Texas is on the forefront of a battle over mandatory electrocardiogram (EKG) heart screens, as lawmakers are pushing for mandatory testing for high school athletes. The Texas House passed a measure in April requiring public school student-athletes be tested before their first and third years of competition. According to Texas officials, from 2005 through 2014, nine public middle school and high school student-athletes died of cardiac arrest during a game or practice, out of nearly 14 million participants.

Proponents of the measure believe other states will follow Texas’ lead if it becomes law. They claim that the tests could uncover hundreds of at-risk athletes, and that non-profits across the country offer schools free or low-cost EKGs. But as reported by ABC News, mandatory screening detractors, such as the American College of Cardiology and the American Heart Association, say that testing could result in as many as 32,000 false positives in Texas, and those athletes would be subject to costly follow-up tests.
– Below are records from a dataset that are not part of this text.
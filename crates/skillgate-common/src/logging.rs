//! Logging configuration and initialization
//!
//! Every Skillgate binary initialises `tracing` through this module so that
//! output target, format and filtering are controlled the same way everywhere:
//!
//! - Output to console, daily-rotated file, or both
//! - Text or JSON format
//! - Level plus extra per-module filter directives
//!
//! Use structured fields instead of string formatting:
//!
//! ```rust,ignore
//! tracing::info!(entity_id = %entity, applied = report.applied, "Sync applied");
//! ```
//!
//! # Example
//!
//! ```no_run
//! use skillgate_common::logging::{init_logging, LogConfig};
//!
//! fn main() -> anyhow::Result<()> {
//!     let config = LogConfig::from_env()?;
//!     let _guard = init_logging(&config)?;
//!     tracing::info!("Application started");
//!     Ok(())
//! }
//! ```

use anyhow::{Context, Result};
use serde::{Deserialize, Serialize};
use std::path::PathBuf;
use tracing::Level;
use tracing_appender::non_blocking::WorkerGuard;
use tracing_subscriber::{
    fmt::{self, format::FmtSpan},
    layer::SubscriberExt,
    util::SubscriberInitExt,
    EnvFilter, Layer, Registry,
};

/// Log level for filtering messages
#[derive(Debug, Clone, Copy, PartialEq, Eq, Serialize, Deserialize, Default)]
#[serde(rename_all = "lowercase")]
pub enum LogLevel {
    Trace,
    Debug,
    #[default]
    Info,
    Warn,
    Error,
}

impl LogLevel {
    pub fn to_tracing_level(self) -> Level {
        match self {
            LogLevel::Trace => Level::TRACE,
            LogLevel::Debug => Level::DEBUG,
            LogLevel::Info => Level::INFO,
            LogLevel::Warn => Level::WARN,
            LogLevel::Error => Level::ERROR,
        }
    }
}

impl std::str::FromStr for LogLevel {
    type Err = anyhow::Error;

    fn from_str(s: &str) -> std::result::Result<Self, Self::Err> {
        match s.to_lowercase().as_str() {
            "trace" => Ok(LogLevel::Trace),
            "debug" => Ok(LogLevel::Debug),
            "info" => Ok(LogLevel::Info),
            "warn" | "warning" => Ok(LogLevel::Warn),
            "error" => Ok(LogLevel::Error),
            _ => Err(anyhow::anyhow!("Invalid log level: {}", s)),
        }
    }
}

/// Output target for logs
#[derive(Debug, Clone, Copy, PartialEq, Eq, Serialize, Deserialize, Default)]
#[serde(rename_all = "lowercase")]
pub enum LogOutput {
    #[default]
    Console,
    File,
    Both,
}

impl LogOutput {
    fn console(self) -> bool {
        matches!(self, LogOutput::Console | LogOutput::Both)
    }

    fn file(self) -> bool {
        matches!(self, LogOutput::File | LogOutput::Both)
    }
}

impl std::str::FromStr for LogOutput {
    type Err = anyhow::Error;

    fn from_str(s: &str) -> std::result::Result<Self, Self::Err> {
        match s.to_lowercase().as_str() {
            "console" | "stdout" => Ok(LogOutput::Console),
            "file" => Ok(LogOutput::File),
            "both" | "all" => Ok(LogOutput::Both),
            _ => Err(anyhow::anyhow!("Invalid log output: {}", s)),
        }
    }
}

/// Log line format
#[derive(Debug, Clone, Copy, PartialEq, Eq, Serialize, Deserialize, Default)]
#[serde(rename_all = "lowercase")]
pub enum LogFormat {
    #[default]
    Text,
    Json,
}

impl std::str::FromStr for LogFormat {
    type Err = anyhow::Error;

    fn from_str(s: &str) -> std::result::Result<Self, Self::Err> {
        match s.to_lowercase().as_str() {
            "text" | "pretty" => Ok(LogFormat::Text),
            "json" => Ok(LogFormat::Json),
            _ => Err(anyhow::anyhow!("Invalid log format: {}", s)),
        }
    }
}

/// Logging configuration
#[derive(Debug, Clone, Serialize, Deserialize)]
pub struct LogConfig {
    pub level: LogLevel,
    pub output: LogOutput,
    pub format: LogFormat,
    /// Directory for rotated log files (used when output includes file)
    pub log_dir: PathBuf,
    /// File prefix, e.g. "skillgate-server" -> "skillgate-server.2026-10-17"
    pub log_file_prefix: String,
    /// Extra directives such as "sqlx=warn,tower_http=debug"
    pub filter_directives: Option<String>,
    pub include_location: bool,
}

impl Default for LogConfig {
    fn default() -> Self {
        Self {
            level: LogLevel::Info,
            output: LogOutput::Console,
            format: LogFormat::Text,
            log_dir: PathBuf::from("./logs"),
            log_file_prefix: "skillgate".to_string(),
            filter_directives: None,
            include_location: false,
        }
    }
}

impl LogConfig {
    /// Load configuration from environment variables
    ///
    /// Reads `LOG_LEVEL`, `LOG_OUTPUT`, `LOG_FORMAT`, `LOG_DIR`,
    /// `LOG_FILE_PREFIX`, `LOG_FILTER` and `LOG_INCLUDE_LOCATION`.
    pub fn from_env() -> Result<Self> {
        Self::default().merge_env()
    }

    /// Overlay environment variables on top of this configuration
    pub fn merge_env(mut self) -> Result<Self> {
        if let Ok(level) = std::env::var("LOG_LEVEL") {
            self.level = level.parse()?;
        }
        if let Ok(output) = std::env::var("LOG_OUTPUT") {
            self.output = output.parse()?;
        }
        if let Ok(format) = std::env::var("LOG_FORMAT") {
            self.format = format.parse()?;
        }
        if let Ok(dir) = std::env::var("LOG_DIR") {
            self.log_dir = PathBuf::from(dir);
        }
        if let Ok(prefix) = std::env::var("LOG_FILE_PREFIX") {
            self.log_file_prefix = prefix;
        }
        if let Ok(filter) = std::env::var("LOG_FILTER") {
            self.filter_directives = Some(filter);
        }
        if let Ok(val) = std::env::var("LOG_INCLUDE_LOCATION") {
            self.include_location = val.parse().unwrap_or(false);
        }
        Ok(self)
    }

    pub fn with_file_prefix(mut self, prefix: impl Into<String>) -> Self {
        self.log_file_prefix = prefix.into();
        self
    }

    pub fn with_filter_directives(mut self, directives: impl Into<String>) -> Self {
        self.filter_directives = Some(directives.into());
        self
    }

    fn env_filter(&self) -> Result<EnvFilter> {
        let mut filter =
            EnvFilter::from_default_env().add_directive(self.level.to_tracing_level().into());

        if let Some(ref directives) = self.filter_directives {
            for directive in directives.split(',').filter(|d| !d.trim().is_empty()) {
                filter = filter.add_directive(
                    directive
                        .trim()
                        .parse()
                        .context("Failed to parse filter directive")?,
                );
            }
        }

        Ok(filter)
    }
}

type BoxedLayer = Box<dyn Layer<Registry> + Send + Sync>;

fn fmt_layer<W>(config: &LogConfig, writer: W, ansi: bool) -> BoxedLayer
where
    W: for<'w> fmt::MakeWriter<'w> + Send + Sync + 'static,
{
    let layer = fmt::layer()
        .with_writer(writer)
        .with_ansi(ansi)
        .with_file(config.include_location)
        .with_line_number(config.include_location)
        .with_span_events(FmtSpan::CLOSE);

    match config.format {
        LogFormat::Text => layer.boxed(),
        LogFormat::Json => layer.json().boxed(),
    }
}

/// Install the global tracing subscriber
///
/// Call once at startup. When file output is enabled the returned guard must
/// be held for the lifetime of the process so buffered lines are flushed.
pub fn init_logging(config: &LogConfig) -> Result<Option<WorkerGuard>> {
    let mut layers: Vec<BoxedLayer> = Vec::new();
    let mut guard = None;

    if config.output.console() {
        layers.push(fmt_layer(config, std::io::stdout, true));
    }

    if config.output.file() {
        std::fs::create_dir_all(&config.log_dir).context("Failed to create log directory")?;
        let appender = tracing_appender::rolling::daily(&config.log_dir, &config.log_file_prefix);
        let (writer, file_guard) = tracing_appender::non_blocking(appender);
        layers.push(fmt_layer(config, writer, false));
        guard = Some(file_guard);
    }

    tracing_subscriber::registry()
        .with(layers)
        .with(config.env_filter()?)
        .try_init()
        .context("Failed to install tracing subscriber")?;

    Ok(guard)
}

#[cfg(test)]
#[allow(clippy::unwrap_used, clippy::expect_used)]
mod tests {
    use super::*;

    #[test]
    fn test_log_level_from_str() {
        assert_eq!("trace".parse::<LogLevel>().unwrap(), LogLevel::Trace);
        assert_eq!("WARNING".parse::<LogLevel>().unwrap(), LogLevel::Warn);
        assert!("loud".parse::<LogLevel>().is_err());
    }

    #[test]
    fn test_output_targets() {
        let both: LogOutput = "all".parse().unwrap();
        assert!(both.console() && both.file());
        assert!(!LogOutput::Console.file());
        assert!(!LogOutput::File.console());
    }

    #[test]
    fn test_filter_directives_are_validated() {
        let config = LogConfig::default().with_filter_directives("sqlx=warn, tower_http=debug");
        assert!(config.env_filter().is_ok());

        let broken = LogConfig::default().with_filter_directives("sqlx=notalevel");
        assert!(broken.env_filter().is_err());
    }
}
There are also concerns about the qualifications of those who would review the tests, as the state has just 225 pediatric cardiology specialists.

But for those behind the push, the cost of testing doesn’t outweigh the potential to save a life. Scott Stephens, whose son Cody died from an enlarged heart, runs a foundation that awards grants to pay for the screenings and feels the benefits outweigh the costs.

“Kids are dying. Why not screen everybody?” he said. “This is bigger than would it have helped my son. … What I can do is keep parents from knowing the pain my wife and I know.”